Problem to work on | Go through the entries below and pick out every line with "order".

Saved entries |
+ + + + + + +

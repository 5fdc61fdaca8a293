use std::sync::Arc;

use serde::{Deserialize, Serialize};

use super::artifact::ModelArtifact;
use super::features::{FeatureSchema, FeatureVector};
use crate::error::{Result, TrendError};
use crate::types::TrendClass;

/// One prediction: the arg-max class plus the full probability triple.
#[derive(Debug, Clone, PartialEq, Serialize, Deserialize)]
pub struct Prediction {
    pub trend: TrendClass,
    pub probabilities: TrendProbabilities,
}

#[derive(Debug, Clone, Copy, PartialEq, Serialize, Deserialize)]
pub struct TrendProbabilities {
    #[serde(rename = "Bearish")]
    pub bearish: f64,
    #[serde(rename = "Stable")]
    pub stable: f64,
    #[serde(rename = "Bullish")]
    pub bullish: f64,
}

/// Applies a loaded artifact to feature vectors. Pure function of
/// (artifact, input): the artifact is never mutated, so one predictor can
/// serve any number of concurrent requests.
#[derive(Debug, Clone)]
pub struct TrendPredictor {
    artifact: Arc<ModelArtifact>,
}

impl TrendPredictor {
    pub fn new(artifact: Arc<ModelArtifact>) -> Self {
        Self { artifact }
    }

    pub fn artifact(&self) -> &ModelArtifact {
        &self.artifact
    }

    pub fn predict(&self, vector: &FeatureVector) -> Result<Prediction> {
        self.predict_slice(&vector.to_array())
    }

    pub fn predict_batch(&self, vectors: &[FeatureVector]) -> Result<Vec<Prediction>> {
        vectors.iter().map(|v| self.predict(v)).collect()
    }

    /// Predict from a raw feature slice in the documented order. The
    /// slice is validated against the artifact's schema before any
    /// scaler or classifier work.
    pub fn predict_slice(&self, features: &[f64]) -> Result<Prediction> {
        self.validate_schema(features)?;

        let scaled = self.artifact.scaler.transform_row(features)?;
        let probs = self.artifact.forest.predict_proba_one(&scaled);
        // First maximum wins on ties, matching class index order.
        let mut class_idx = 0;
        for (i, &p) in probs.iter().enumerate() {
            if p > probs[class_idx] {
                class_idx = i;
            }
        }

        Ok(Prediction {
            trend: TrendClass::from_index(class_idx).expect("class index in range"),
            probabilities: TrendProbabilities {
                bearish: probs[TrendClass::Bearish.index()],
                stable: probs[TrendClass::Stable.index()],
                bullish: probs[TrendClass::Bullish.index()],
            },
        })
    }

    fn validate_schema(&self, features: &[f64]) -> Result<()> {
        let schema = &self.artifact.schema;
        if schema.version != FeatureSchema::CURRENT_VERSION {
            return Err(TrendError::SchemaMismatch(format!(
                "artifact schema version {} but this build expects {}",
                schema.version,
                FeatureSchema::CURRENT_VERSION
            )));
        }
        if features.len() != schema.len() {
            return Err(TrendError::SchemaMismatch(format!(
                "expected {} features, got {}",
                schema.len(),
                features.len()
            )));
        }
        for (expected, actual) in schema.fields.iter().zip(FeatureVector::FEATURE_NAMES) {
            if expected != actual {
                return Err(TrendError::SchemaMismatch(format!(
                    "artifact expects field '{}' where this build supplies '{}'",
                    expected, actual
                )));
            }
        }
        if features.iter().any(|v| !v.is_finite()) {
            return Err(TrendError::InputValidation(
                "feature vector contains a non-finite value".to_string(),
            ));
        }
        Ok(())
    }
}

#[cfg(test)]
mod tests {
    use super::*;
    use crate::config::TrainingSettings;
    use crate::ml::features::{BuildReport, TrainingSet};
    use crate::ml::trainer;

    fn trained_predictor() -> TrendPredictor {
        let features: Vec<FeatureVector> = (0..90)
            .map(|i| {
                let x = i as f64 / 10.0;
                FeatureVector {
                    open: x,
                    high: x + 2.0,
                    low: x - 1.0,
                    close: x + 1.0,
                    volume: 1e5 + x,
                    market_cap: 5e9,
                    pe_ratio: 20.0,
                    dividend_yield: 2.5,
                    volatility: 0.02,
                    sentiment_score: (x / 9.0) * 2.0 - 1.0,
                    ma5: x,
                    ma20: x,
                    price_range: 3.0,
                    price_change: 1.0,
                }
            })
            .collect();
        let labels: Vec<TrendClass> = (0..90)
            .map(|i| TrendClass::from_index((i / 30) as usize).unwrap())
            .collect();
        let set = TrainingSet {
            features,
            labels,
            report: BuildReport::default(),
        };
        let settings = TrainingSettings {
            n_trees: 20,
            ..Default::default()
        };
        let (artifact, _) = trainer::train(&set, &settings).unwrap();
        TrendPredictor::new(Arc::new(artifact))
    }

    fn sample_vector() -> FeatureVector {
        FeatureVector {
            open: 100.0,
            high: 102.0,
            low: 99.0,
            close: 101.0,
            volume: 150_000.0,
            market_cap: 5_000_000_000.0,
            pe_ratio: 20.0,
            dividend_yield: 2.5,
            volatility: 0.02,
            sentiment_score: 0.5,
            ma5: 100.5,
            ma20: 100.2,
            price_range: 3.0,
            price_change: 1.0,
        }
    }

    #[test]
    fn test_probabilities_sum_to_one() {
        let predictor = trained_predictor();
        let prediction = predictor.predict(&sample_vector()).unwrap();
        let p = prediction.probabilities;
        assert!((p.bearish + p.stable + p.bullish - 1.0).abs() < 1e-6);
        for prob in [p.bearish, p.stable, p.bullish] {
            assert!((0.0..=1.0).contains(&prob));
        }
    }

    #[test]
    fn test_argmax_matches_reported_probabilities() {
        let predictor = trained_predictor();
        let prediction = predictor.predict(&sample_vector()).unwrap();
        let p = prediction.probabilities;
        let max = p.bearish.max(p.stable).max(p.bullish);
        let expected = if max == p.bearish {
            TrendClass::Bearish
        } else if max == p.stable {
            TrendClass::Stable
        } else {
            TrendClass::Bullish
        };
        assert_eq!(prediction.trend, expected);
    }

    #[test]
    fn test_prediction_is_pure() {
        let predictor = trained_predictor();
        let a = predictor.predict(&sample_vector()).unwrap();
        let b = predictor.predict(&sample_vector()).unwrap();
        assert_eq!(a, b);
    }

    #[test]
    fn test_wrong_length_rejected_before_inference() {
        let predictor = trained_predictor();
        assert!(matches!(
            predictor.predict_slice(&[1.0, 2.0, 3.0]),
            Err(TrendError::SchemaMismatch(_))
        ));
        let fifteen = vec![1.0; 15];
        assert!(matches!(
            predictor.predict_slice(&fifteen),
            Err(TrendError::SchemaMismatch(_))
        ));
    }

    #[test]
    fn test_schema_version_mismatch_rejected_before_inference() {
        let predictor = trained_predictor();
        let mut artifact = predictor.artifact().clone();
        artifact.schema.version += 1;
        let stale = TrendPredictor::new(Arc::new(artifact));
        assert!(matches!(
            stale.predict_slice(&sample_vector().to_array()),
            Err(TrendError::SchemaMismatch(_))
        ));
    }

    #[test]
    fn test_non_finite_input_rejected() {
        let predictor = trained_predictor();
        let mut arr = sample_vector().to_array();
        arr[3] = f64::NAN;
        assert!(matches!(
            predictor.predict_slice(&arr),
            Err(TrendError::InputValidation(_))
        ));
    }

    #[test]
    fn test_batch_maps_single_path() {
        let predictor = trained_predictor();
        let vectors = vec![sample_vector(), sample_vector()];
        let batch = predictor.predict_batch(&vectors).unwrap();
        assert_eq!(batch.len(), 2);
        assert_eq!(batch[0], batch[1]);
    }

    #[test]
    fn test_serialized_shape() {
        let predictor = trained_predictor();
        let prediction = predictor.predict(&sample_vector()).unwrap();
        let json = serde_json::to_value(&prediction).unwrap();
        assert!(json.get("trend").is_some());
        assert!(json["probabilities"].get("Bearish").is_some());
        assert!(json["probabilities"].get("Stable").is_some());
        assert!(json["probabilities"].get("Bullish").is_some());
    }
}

+ + + + + + +

Output of the task |
    /// Predict from a raw feature slice in the documented order. The
        // First maximum wins on ties, matching class index order.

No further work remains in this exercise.